### Assignment:
In the listing below, which lines contain the string "contents"? Copy them all.

### Provided entries:
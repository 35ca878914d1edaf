//! # Tree Walker
//!
//! A single depth-first scan over the page-table forest rooted at frame 0,
//! producing the three running results the frame allocator needs in one
//! pass: the first empty interior table, the highest-indexed frame in use,
//! and the leaf with maximum cyclic distance from the faulting page. A
//! second pass over the tree would be redundant and would double physical
//! reads, so every candidate is folded into one [`TraversalOutcome`].

use crate::phys::PhysicalMemory;
use log::trace;
use vmem_addresses::{FrameIndex, Geometry, Vpn};

/// An interior table with every cell zero: reclaimable without eviction.
#[derive(Copy, Clone, Debug)]
pub struct EmptyTable {
    pub frame: FrameIndex,
    pub parent_frame: FrameIndex,
    pub parent_slot: u64,
}

/// The resident leaf with maximum cyclic distance from the faulting page.
#[derive(Copy, Clone, Debug)]
pub struct FarthestLeaf {
    pub vpn: Vpn,
    pub frame: FrameIndex,
    pub parent_frame: FrameIndex,
    pub parent_slot: u64,
    distance: u64,
}

/// The three candidates produced by one DFS over the tree.
#[derive(Copy, Clone, Debug)]
pub struct TraversalOutcome {
    pub first_empty: Option<EmptyTable>,
    pub max_frame: FrameIndex,
    pub farthest_leaf: Option<FarthestLeaf>,
}

/// Walk the whole page-table tree from frame 0, looking for a reclamation
/// candidate for `faulting_vpn`. `protected_frame` is excluded from the
/// empty-table candidate: it's the interior table the translator is about
/// to link a new child into, and handing it back would self-evict the
/// frame the caller is currently writing to.
pub fn walk(
    phys: &impl PhysicalMemory,
    geometry: Geometry,
    faulting_vpn: Vpn,
    protected_frame: FrameIndex,
) -> TraversalOutcome {
    let mut outcome = TraversalOutcome {
        first_empty: None,
        max_frame: FrameIndex::ROOT,
        farthest_leaf: None,
    };
    visit(
        phys,
        geometry,
        faulting_vpn,
        protected_frame,
        FrameIndex::ROOT,
        0,
        FrameIndex::ROOT,
        0,
        0,
        &mut outcome,
    );
    outcome
}

#[allow(clippy::too_many_arguments)]
fn visit(
    phys: &impl PhysicalMemory,
    geometry: Geometry,
    faulting_vpn: Vpn,
    protected_frame: FrameIndex,
    frame: FrameIndex,
    depth: u32,
    parent_frame: FrameIndex,
    parent_slot: u64,
    path_prefix: u64,
    outcome: &mut TraversalOutcome,
) {
    trace!("visit: depth {depth} frame {frame:?} (parent {parent_frame:?} slot {parent_slot})");

    if frame.as_u64() > outcome.max_frame.as_u64() {
        outcome.max_frame = frame;
    }

    if depth == geometry.tables_depth() {
        let vpn = Vpn::new(path_prefix);
        let distance = faulting_vpn.cyclic_distance(vpn, geometry.vpn_space_size());
        let is_new_farthest = outcome
            .farthest_leaf
            .is_none_or(|current| distance > current.distance);
        trace!("visit: leaf vpn {vpn:?} frame {frame:?} distance {distance} (new farthest: {is_new_farthest})");
        if is_new_farthest {
            outcome.farthest_leaf = Some(FarthestLeaf {
                vpn,
                frame,
                parent_frame,
                parent_slot,
                distance,
            });
        }
        return;
    }

    let mut is_empty = true;
    for slot in 0..geometry.page_size() {
        let child = phys.read_word(frame.cell(slot, geometry));
        if child != 0 {
            is_empty = false;
            let next_path = path_prefix * geometry.page_size() + slot;
            trace!("visit: frame {frame:?} slot {slot} -> child {child}, recursing");
            visit(
                phys,
                geometry,
                faulting_vpn,
                protected_frame,
                FrameIndex::new(child),
                depth + 1,
                frame,
                slot,
                next_path,
                outcome,
            );
        }
    }

    // Root is never reclaimable; an already-found candidate keeps priority
    // (first encountered, in ascending-slot DFS order, wins).
    if is_empty && !frame.is_root() && frame != protected_frame && outcome.first_empty.is_none() {
        trace!("visit: frame {frame:?} is empty and reclaimable");
        outcome.first_empty = Some(EmptyTable {
            frame,
            parent_frame,
            parent_slot,
        });
    }
}

#[cfg(test)]
mod tests {
    use super::*;
    use crate::tests_support::SimulatedMemory;
    use vmem_addresses::VirtualAddress;

    #[test]
    fn empty_root_has_no_candidates_besides_itself() {
        let geometry = Geometry::new(4, 4, 8, 24).unwrap();
        let mut phys = SimulatedMemory::new(geometry);
        for slot in 0..geometry.page_size() {
            phys.write_word(slot, 0);
        }

        let outcome = walk(&phys, geometry, Vpn::new(0), FrameIndex::ROOT);
        assert!(outcome.first_empty.is_none());
        assert_eq!(outcome.max_frame, FrameIndex::ROOT);
        assert!(outcome.farthest_leaf.is_none());
    }

    #[test]
    fn finds_max_frame_and_farthest_leaf_after_several_mappings() {
        let geometry = Geometry::new(4, 2, 16, 24).unwrap();
        let mut phys = SimulatedMemory::new(geometry);
        let mut vm = crate::VirtualMemory::new(geometry, &mut phys);
        vm.initialize();
        for vpn in [0u64, 1, 2] {
            vm.write(VirtualAddress::new(vpn << geometry.offset_width()), 1)
                .unwrap();
        }

        let outcome = walk(&phys, geometry, Vpn::new(0), FrameIndex::ROOT);
        assert!(outcome.max_frame.as_u64() >= 3);
        let farthest = outcome.farthest_leaf.expect("at least one leaf resident");
        // With three resident pages (0, 1, 2) and a faulting vpn of 0, page 2
        // is farther than page 1 in a wrap-aware space this small.
        assert_eq!(farthest.vpn, Vpn::new(2));
    }
}
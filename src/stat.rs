/// Attributes reported by `getattr`.
///
/// `atime` is not stored on disk; it is reported as the modification
/// time, and `ctime` likewise tracks `mtime`.
#[derive(Clone, Copy, Debug)]
pub struct Stat {
    /// Inode number
    pub ino: u32,

    /// Mode, including the file-type bits
    pub mode: u32,

    /// Number of links to file (always 1; hard links are unsupported)
    pub nlink: u32,

    pub uid: u32,
    pub gid: u32,

    /// Size of file in bytes
    pub size: u64,

    /// Number of 512-byte units spanned by the file
    pub blocks: u64,

    pub atime: u32,
    pub mtime: u32,
    pub ctime: u32,
}

impl Stat {
    pub fn is_dir(&self) -> bool {
        self.mode & libc::S_IFMT as u32 == libc::S_IFDIR as u32
    }

    pub fn is_file(&self) -> bool {
        self.mode & libc::S_IFMT as u32 == libc::S_IFREG as u32
    }
}

/// File-system-wide figures reported by `statfs`.
#[derive(Clone, Copy, Debug)]
pub struct StatVfs {
    pub bsize: u32,
    pub blocks: u32,
    pub bfree: u32,
    pub bavail: u32,
    pub namemax: u32,
}
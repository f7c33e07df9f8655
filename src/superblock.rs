use std::mem;

use static_assertions::const_assert;
use zerocopy::{AsBytes, FromBytes};

use crate::block::BlockDevice;
use crate::error::FsError;
use crate::inode::Dinode;
use crate::param::BSIZE;

/// Must be the first word of block 0.
pub const FS_MAGIC: u32 = u32::from_le_bytes(*b"5600");

/// Inodes per inode-table block.
pub const IPB: usize = BSIZE / mem::size_of::<Dinode>();

/// Disk layout:
/// [ super block | free-block bitmap | inode blocks | data blocks ]
///
/// The formatter computes the super block and builds an initial file
/// system. The super block describes the disk layout:
#[repr(C)]
#[derive(Clone, Copy, Default, AsBytes, FromBytes)]
pub struct Superblock {
    /// Must be FS_MAGIC
    pub magic: u32,

    /// Size of file system image (blocks)
    pub nblocks: u32,

    /// Number of inodes
    pub ninodes: u32,

    /// I-number of the root directory
    pub root_ino: u32,
}

const_assert!(mem::size_of::<Superblock>() <= BSIZE);

/// LBA of the free-block bitmap.
pub const BITMAP_BLOCK: u32 = 1;

/// LBA of the first inode-table block.
pub const INODE_START: u32 = 2;

impl Superblock {
    /// Reads block 0 and verifies the magic number.
    pub fn read(dev: &mut BlockDevice) -> Result<Self, FsError> {
        let mut buf = [0u8; BSIZE];
        dev.read(0, &mut buf)?;
        let mut sb = Superblock::default();
        let n = mem::size_of::<Superblock>();
        sb.as_bytes_mut().copy_from_slice(&buf[..n]);
        if sb.magic != FS_MAGIC {
            return Err(FsError::InvalidArgument);
        }
        Ok(sb)
    }

    /// Number of blocks occupied by the inode table.
    pub fn inode_blocks(&self) -> u32 {
        ((self.ninodes as usize + IPB - 1) / IPB) as u32
    }

    /// LBA of the inode-table block containing inode `i`.
    pub fn iblock(&self, i: u32) -> u32 {
        INODE_START + i / IPB as u32
    }

    /// LBA of the first data block. Everything below it is metadata and
    /// stays marked in the bitmap forever.
    pub fn data_start(&self) -> u32 {
        INODE_START + self.inode_blocks()
    }
}
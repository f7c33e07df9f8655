//! Path resolution.
//!
//! Paths are absolute, `/`-separated byte strings. Resolution always
//! starts at the root inode and walks one directory at a time; nothing
//! is cached across operations.

use std::cmp;

use crate::error::FsError;
use crate::fs::Fs5600;
use crate::param::{DIRSIZ, ROOTINO};

/// One path component, truncated to at most `DIRSIZ` bytes.
#[derive(Clone, Copy, PartialEq, Debug)]
pub struct FileName<'s> {
    inner: &'s [u8],
}

impl<'s> FileName<'s> {
    /// Keeps the first `DIRSIZ` bytes and silently drops the rest, so
    /// an over-long leaf resolves to the entry its truncation created.
    pub fn new(bytes: &'s [u8]) -> Self {
        Self {
            inner: &bytes[..cmp::min(DIRSIZ, bytes.len())],
        }
    }

    pub fn as_bytes(&self) -> &'s [u8] {
        self.inner
    }
}

#[derive(Clone, Copy, PartialEq, Debug)]
pub struct Path<'s> {
    inner: &'s [u8],
}

impl<'s> Path<'s> {
    pub fn new(path: &'s str) -> Self {
        Self {
            inner: path.as_bytes(),
        }
    }

    /// Returns `Some((path, name))` where,
    ///  - `name` is the next path element from `self`, and
    ///  - `path` is the remaining path.
    ///
    /// The returned path has no leading slashes, so the caller can check
    /// `path.is_empty()` to see if the name is the last one.
    ///
    /// If there is no name to remove, returns `None`.
    pub fn skipelem(&self) -> Option<(Path<'s>, FileName<'s>)> {
        let mut bytes = self.inner;

        let name_start = bytes.iter().position(|ch| *ch != b'/')?;
        bytes = &bytes[name_start..];

        let len = bytes
            .iter()
            .position(|ch| *ch == b'/')
            .unwrap_or(bytes.len());

        let name = FileName::new(&bytes[..len]);

        bytes = &bytes[len..];

        let next_start = bytes
            .iter()
            .position(|ch| *ch != b'/')
            .unwrap_or(bytes.len());

        Some((
            Path {
                inner: &bytes[next_start..],
            },
            name,
        ))
    }

    pub fn is_empty(&self) -> bool {
        self.inner.is_empty()
    }
}

impl Fs5600 {
    /// Resolves `path` to its inode number.
    pub(crate) fn namei(&mut self, path: Path<'_>) -> Result<u32, FsError> {
        Ok(self.namex(path, false)?.0)
    }

    /// Resolves `path` to its parent directory's inode number plus the
    /// leaf name, tolerating a missing leaf. The bare root has no
    /// parent.
    pub(crate) fn nameiparent<'s>(
        &mut self,
        path: Path<'s>,
    ) -> Result<(u32, FileName<'s>), FsError> {
        let (ino, name) = self.namex(path, true)?;
        Ok((ino, name.ok_or(FsError::InvalidArgument)?))
    }

    fn namex<'s>(
        &mut self,
        mut path: Path<'s>,
        parent: bool,
    ) -> Result<(u32, Option<FileName<'s>>), FsError> {
        let mut ino = ROOTINO;

        while let Some((rest, name)) = path.skipelem() {
            let dp = self.inode_load(ino)?;
            if !dp.is_dir() {
                return Err(FsError::NotADirectory);
            }
            if parent && rest.is_empty() {
                // Stop one level early.
                return Ok((ino, Some(name)));
            }
            ino = self
                .dirlookup(&dp, &name)?
                .ok_or(FsError::NotFound)?
                .0;
            path = rest;
        }
        if parent {
            return Err(FsError::InvalidArgument);
        }
        Ok((ino, None))
    }
}

#[cfg(test)]
mod tests {
    use super::*;

    fn parts(path: &'static str) -> Vec<(&'static [u8], bool)> {
        let mut out = Vec::new();
        let mut p = Path::new(path);
        while let Some((rest, name)) = p.skipelem() {
            out.push((name.as_bytes(), rest.is_empty()));
            p = rest;
        }
        out
    }

    #[test]
    fn skipelem_splits_components() {
        assert_eq!(
            parts("/a/bb/c"),
            vec![(&b"a"[..], false), (&b"bb"[..], false), (&b"c"[..], true)]
        );
        assert_eq!(
            parts("///a//bb"),
            vec![(&b"a"[..], false), (&b"bb"[..], true)]
        );
        assert_eq!(parts("/a"), vec![(&b"a"[..], true)]);
    }

    #[test]
    fn skipelem_exhausts_bare_root() {
        assert!(Path::new("/").skipelem().is_none());
        assert!(Path::new("////").skipelem().is_none());
        assert!(Path::new("").skipelem().is_none());
    }

    #[test]
    fn file_name_truncates() {
        let long = "veryylongggfileeenameeeetesttttpurpose";
        let name = FileName::new(long.as_bytes());
        assert_eq!(name.as_bytes(), b"veryylongggfileeenameeeetes");
        assert_eq!(name.as_bytes().len(), DIRSIZ);
    }
}
/// Block size in bytes.
pub const BSIZE: usize = 4096;

/// Root i-number. Inode 0 is reserved and means "no inode".
pub const ROOTINO: u32 = 1;

/// Maximum length of a directory-entry name, in bytes. Longer leaf
/// names are silently truncated on lookup and insertion.
pub const DIRSIZ: usize = 27;
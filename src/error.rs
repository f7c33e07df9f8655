//! Error type shared by every file-system operation.
//!
//! The mount bridge speaks POSIX: every operation returns either a
//! non-negative count or a negative errno. `FsError` is the typed side
//! of that contract; `errno` produces the value handed back to the
//! bridge.

use std::io;

use libc::c_int;
use thiserror::Error;

#[derive(Debug, Error)]
pub enum FsError {
    /// A path component (or the target itself) does not exist.
    #[error("no such file or directory")]
    NotFound,

    /// A non-final path component, or an operation target that must be
    /// a directory, is a regular file.
    #[error("not a directory")]
    NotADirectory,

    /// A file operation was aimed at a directory.
    #[error("is a directory")]
    IsADirectory,

    /// Create-time collision: the leaf already exists.
    #[error("file exists")]
    AlreadyExists,

    /// Malformed request (non-zero truncate length, cross-directory
    /// rename, write past end-of-file, bad superblock, ...).
    #[error("invalid argument")]
    InvalidArgument,

    /// rmdir on a directory that still has entries.
    #[error("directory not empty")]
    NotEmpty,

    /// The free-block bitmap or the inode table is exhausted.
    #[error("no space left on device")]
    NoSpace,

    /// The block device failed underneath us.
    #[error("block device error: {0}")]
    Io(#[from] io::Error),
}

impl FsError {
    /// The negative errno for the operation-vector bridge.
    pub fn errno(&self) -> c_int {
        let e = match self {
            FsError::NotFound => libc::ENOENT,
            FsError::NotADirectory => libc::ENOTDIR,
            FsError::IsADirectory => libc::EISDIR,
            FsError::AlreadyExists => libc::EEXIST,
            FsError::InvalidArgument => libc::EINVAL,
            FsError::NotEmpty => libc::ENOTEMPTY,
            FsError::NoSpace => libc::ENOSPC,
            FsError::Io(_) => libc::EIO,
        };
        -e
    }
}
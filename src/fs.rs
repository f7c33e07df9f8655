//! File system implementation. Five layers:
//!   + Blocks: allocator for raw disk blocks.
//!   + Files: inode allocator, reading, writing, metadata.
//!   + Directories: inode with special contents (list of other inodes!)
//!   + Names: paths like /dir3/subdir/file.4k- for convenient naming.
//!   + Operations: the externally visible calls the mount bridge makes.
//!
//! Every operation takes an absolute path, resolves it from the root,
//! and reads or rewrites the affected blocks in full before returning.
//! Execution is single-threaded; nothing carries over between calls
//! except the image contents.

use std::time::{SystemTime, UNIX_EPOCH};

use crate::block::BlockDevice;
use crate::error::FsError;
use crate::inode::Dinode;
use crate::param::{BSIZE, DIRSIZ};
use crate::path::Path;
use crate::stat::{Stat, StatVfs};
use crate::superblock::Superblock;

/// Ambient identity stamped on new files, supplied by the mount bridge
/// from its fuse context.
#[derive(Clone, Copy, Default, Debug)]
pub struct Ident {
    pub uid: u16,
    pub gid: u16,
}

/// A mounted file system: the open image plus its cached superblock.
pub struct Fs5600 {
    pub(crate) dev: BlockDevice,
    pub(crate) sb: Superblock,
    pub ident: Ident,
}

pub(crate) fn timestamp() -> u32 {
    SystemTime::now()
        .duration_since(UNIX_EPOCH)
        .map(|d| d.as_secs() as u32)
        .unwrap_or(0)
}

fn stat_of(ino: u32, ip: &Dinode) -> Stat {
    Stat {
        ino,
        mode: ip.mode.into(),
        nlink: 1,
        uid: ip.uid.into(),
        gid: ip.gid.into(),
        size: ip.size.into(),
        blocks: (u64::from(ip.size) + 511) / 512,
        atime: ip.mtime,
        mtime: ip.mtime,
        ctime: ip.mtime,
    }
}

impl Fs5600 {
    /// Reads and verifies the superblock, then hands back a ready file
    /// system. Called once per image; there is no separate close.
    pub fn mount(mut dev: BlockDevice) -> Result<Self, FsError> {
        let sb = Superblock::read(&mut dev)?;
        log::info!(
            "mounted image: {} blocks, {} inodes",
            sb.nblocks,
            sb.ninodes
        );
        Ok(Self {
            dev,
            sb,
            ident: Ident::default(),
        })
    }

    /// Attributes of the file or directory at `path`.
    pub fn getattr(&mut self, path: &str) -> Result<Stat, FsError> {
        let ino = self.namei(Path::new(path))?;
        let ip = self.inode_load(ino)?;
        Ok(stat_of(ino, &ip))
    }

    /// Invokes `f` on each entry name of the directory at `path`, in
    /// slot order. Iteration stops early when `f` returns false. `.`
    /// and `..` are never produced.
    pub fn readdir<F>(&mut self, path: &str, f: F) -> Result<(), FsError>
    where
        F: FnMut(&str) -> bool,
    {
        let ino = self.namei(Path::new(path))?;
        let dp = self.inode_load(ino)?;
        if !dp.is_dir() {
            return Err(FsError::NotADirectory);
        }
        self.dir_for_each(&dp, f)
    }

    /// Reads up to `buf.len()` bytes at byte offset `off`, returning
    /// the short count at end-of-file.
    pub fn read(&mut self, path: &str, buf: &mut [u8], off: u64) -> Result<usize, FsError> {
        let ino = self.namei(Path::new(path))?;
        let ip = self.inode_load(ino)?;
        if ip.is_dir() {
            return Err(FsError::IsADirectory);
        }
        if off >= u64::from(ip.size) {
            return Ok(0);
        }
        self.read_inode(&ip, buf, off as u32)
    }

    /// Writes `data` at byte offset `off`, which must not exceed the
    /// current size. Extends the file when the write runs past the end.
    pub fn write(&mut self, path: &str, data: &[u8], off: u64) -> Result<usize, FsError> {
        let ino = self.namei(Path::new(path))?;
        let mut ip = self.inode_load(ino)?;
        if ip.is_dir() {
            return Err(FsError::IsADirectory);
        }
        if off > u64::from(ip.size) {
            return Err(FsError::InvalidArgument);
        }
        let res = self.write_inode(&mut ip, data, off as u32);
        let now = timestamp();
        ip.mtime = now;
        ip.ctime = now;
        // Store even on failure: blocks installed before the bitmap ran
        // dry must stay reachable from the inode.
        self.inode_store(ino, &ip)?;
        res
    }

    /// Creates an empty regular file. The mode is stored as given.
    pub fn create(&mut self, path: &str, mode: u32) -> Result<(), FsError> {
        let (parent, name) = self.nameiparent(Path::new(path))?;
        let dp = self.inode_load(parent)?;
        if self.dirlookup(&dp, &name)?.is_some() {
            return Err(FsError::AlreadyExists);
        }
        let ino = self.inode_alloc(mode as u16)?;
        let now = timestamp();
        let mut ip = self.inode_load(ino)?;
        ip.uid = self.ident.uid;
        ip.gid = self.ident.gid;
        ip.ctime = now;
        ip.mtime = now;
        self.inode_store(ino, &ip)?;
        if let Err(e) = self.dirlink(&dp, &name, ino) {
            self.inode_free(ino)?;
            return Err(e);
        }
        Ok(())
    }

    /// Creates an empty directory: one zeroed data block, size 4096,
    /// mode OR'd with the directory type bit.
    pub fn mkdir(&mut self, path: &str, mode: u32) -> Result<(), FsError> {
        let (parent, name) = self.nameiparent(Path::new(path))?;
        let dp = self.inode_load(parent)?;
        if self.dirlookup(&dp, &name)?.is_some() {
            return Err(FsError::AlreadyExists);
        }
        let ino = self.inode_alloc(mode as u16 | libc::S_IFDIR as u16)?;
        let lba = match self.balloc() {
            Ok(lba) => lba,
            Err(e) => {
                self.inode_free(ino)?;
                return Err(e);
            }
        };
        // A new directory has no entries, not even "." or "..".
        self.dev.write(lba, &[0u8; BSIZE])?;
        let now = timestamp();
        let mut ip = self.inode_load(ino)?;
        ip.uid = self.ident.uid;
        ip.gid = self.ident.gid;
        ip.ctime = now;
        ip.mtime = now;
        ip.size = BSIZE as u32;
        ip.direct[0] = lba;
        self.inode_store(ino, &ip)?;
        if let Err(e) = self.dirlink(&dp, &name, ino) {
            self.bfree(lba)?;
            self.inode_free(ino)?;
            return Err(e);
        }
        Ok(())
    }

    /// Removes a regular file, releasing its data blocks, its indirect
    /// block, its inode, and the parent entry.
    pub fn unlink(&mut self, path: &str) -> Result<(), FsError> {
        let (parent, name) = self.nameiparent(Path::new(path))?;
        let dp = self.inode_load(parent)?;
        let (ino, slot) = self.dirlookup(&dp, &name)?.ok_or(FsError::NotFound)?;
        let mut ip = self.inode_load(ino)?;
        if ip.is_dir() {
            return Err(FsError::IsADirectory);
        }
        self.itrunc(&mut ip)?;
        self.inode_free(ino)?;
        self.dirremove(slot)
    }

    /// Removes an empty directory. The root has no parent entry and
    /// cannot be removed.
    pub fn rmdir(&mut self, path: &str) -> Result<(), FsError> {
        let (parent, name) = self.nameiparent(Path::new(path))?;
        let dp = self.inode_load(parent)?;
        let (ino, slot) = self.dirlookup(&dp, &name)?.ok_or(FsError::NotFound)?;
        let mut ip = self.inode_load(ino)?;
        if !ip.is_dir() {
            return Err(FsError::NotADirectory);
        }
        if !self.dir_is_empty(&ip)? {
            return Err(FsError::NotEmpty);
        }
        self.itrunc(&mut ip)?;
        self.inode_free(ino)?;
        self.dirremove(slot)
    }

    /// Renames within a single directory: the entry's name is rewritten
    /// in place. There is no atomic replacement and no cross-directory
    /// move.
    pub fn rename(&mut self, src: &str, dst: &str) -> Result<(), FsError> {
        let (src_parent, src_name) = self.nameiparent(Path::new(src))?;
        let sdp = self.inode_load(src_parent)?;
        let (_, slot) = self
            .dirlookup(&sdp, &src_name)?
            .ok_or(FsError::NotFound)?;
        let (dst_parent, dst_name) = self.nameiparent(Path::new(dst))?;
        let ddp = self.inode_load(dst_parent)?;
        if self.dirlookup(&ddp, &dst_name)?.is_some() {
            return Err(FsError::AlreadyExists);
        }
        if src_parent != dst_parent {
            return Err(FsError::InvalidArgument);
        }
        self.dir_set_name(slot, &dst_name)
    }

    /// Discards the file's contents. Only length 0 is accepted.
    pub fn truncate(&mut self, path: &str, length: u64) -> Result<(), FsError> {
        let ino = self.namei(Path::new(path))?;
        let mut ip = self.inode_load(ino)?;
        if ip.is_dir() {
            return Err(FsError::IsADirectory);
        }
        if length != 0 {
            return Err(FsError::InvalidArgument);
        }
        self.itrunc(&mut ip)?;
        let now = timestamp();
        ip.mtime = now;
        ip.ctime = now;
        self.inode_store(ino, &ip)
    }

    /// Replaces the low twelve mode bits, preserving the file type.
    pub fn chmod(&mut self, path: &str, mode: u32) -> Result<(), FsError> {
        let ino = self.namei(Path::new(path))?;
        let mut ip = self.inode_load(ino)?;
        ip.mode = (ip.mode & libc::S_IFMT as u16) | (mode as u16 & 0o7777);
        self.inode_store(ino, &ip)
    }

    /// Sets the modification time (and with it the change time; access
    /// times are not stored). Everything else is untouched.
    pub fn utime(&mut self, path: &str, modtime: u32) -> Result<(), FsError> {
        let ino = self.namei(Path::new(path))?;
        let mut ip = self.inode_load(ino)?;
        ip.mtime = modtime;
        ip.ctime = modtime;
        self.inode_store(ino, &ip)
    }

    /// File-system-wide figures: geometry and the live free count.
    pub fn statfs(&mut self) -> Result<StatVfs, FsError> {
        let free = self.count_free()?;
        Ok(StatVfs {
            bsize: BSIZE as u32,
            blocks: self.sb.nblocks,
            bfree: free,
            bavail: free,
            namemax: DIRSIZ as u32,
        })
    }
}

### Solution to the exercise:
//!   + Directories: inode with special contents (list of other inodes!)
//! except the image contents.
    /// Discards the file's contents. Only length 0 is accepted.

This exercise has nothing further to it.